### [Work request]
Please tally the lines in the records that include the word "phase" and answer with the bare number.

### [Dataset entries]
========================================================================

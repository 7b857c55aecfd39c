// wake.rs - Floating object wake and underside clamp

use std::f32::consts::TAU;

use glam::{Vec2, Vec3};

/// Rings pushed outward from a floating object's center.
#[derive(Clone, Copy, Debug)]
pub struct Wake {
    pub strength: f32,
    pub wavelength: f32,
    pub speed: f32,
    /// Ring bounds as multiples of the object size.
    pub inner: f32,
    pub outer: f32,
}

impl Wake {
    /// Wake height at planar distance `dist` from an object of edge `size`.
    #[inline]
    pub fn height(&self, dist: f32, size: f32, t: f32) -> f32 {
        let radius = size * self.outer;
        if !(dist < radius && dist > size * self.inner) {
            return 0.0;
        }
        let n = 1.0 - dist / radius;
        let falloff = n * n;
        let phase = dist / self.wavelength - t * self.speed / self.wavelength;
        (phase * TAU).sin() * self.strength * falloff
    }
}

/// Axis-aligned footprint of a cube of edge `size` centered at `center`.
#[derive(Clone, Copy, Debug, PartialEq)]
pub struct Footprint {
    pub min: Vec2,
    pub max: Vec2,
    /// Height of the underside.
    pub bottom: f32,
}

impl Footprint {
    pub fn of_cube(center: Vec3, size: f32) -> Self {
        let half = size / 2.0;
        Self {
            min: Vec2::new(center.x - half, center.z - half),
            max: Vec2::new(center.x + half, center.z + half),
            bottom: center.y - half,
        }
    }

    #[inline]
    pub fn contains(&self, x: f32, z: f32) -> bool {
        x >= self.min.x && x <= self.max.x && z >= self.min.y && z <= self.max.y
    }

    /// Push `height` down to the underside when under the object; never up.
    #[inline]
    pub fn clamp(&self, x: f32, z: f32, height: f32) -> f32 {
        if self.contains(x, z) { height.min(self.bottom) } else { height }
    }
}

========================================================================

### [Answer section]
2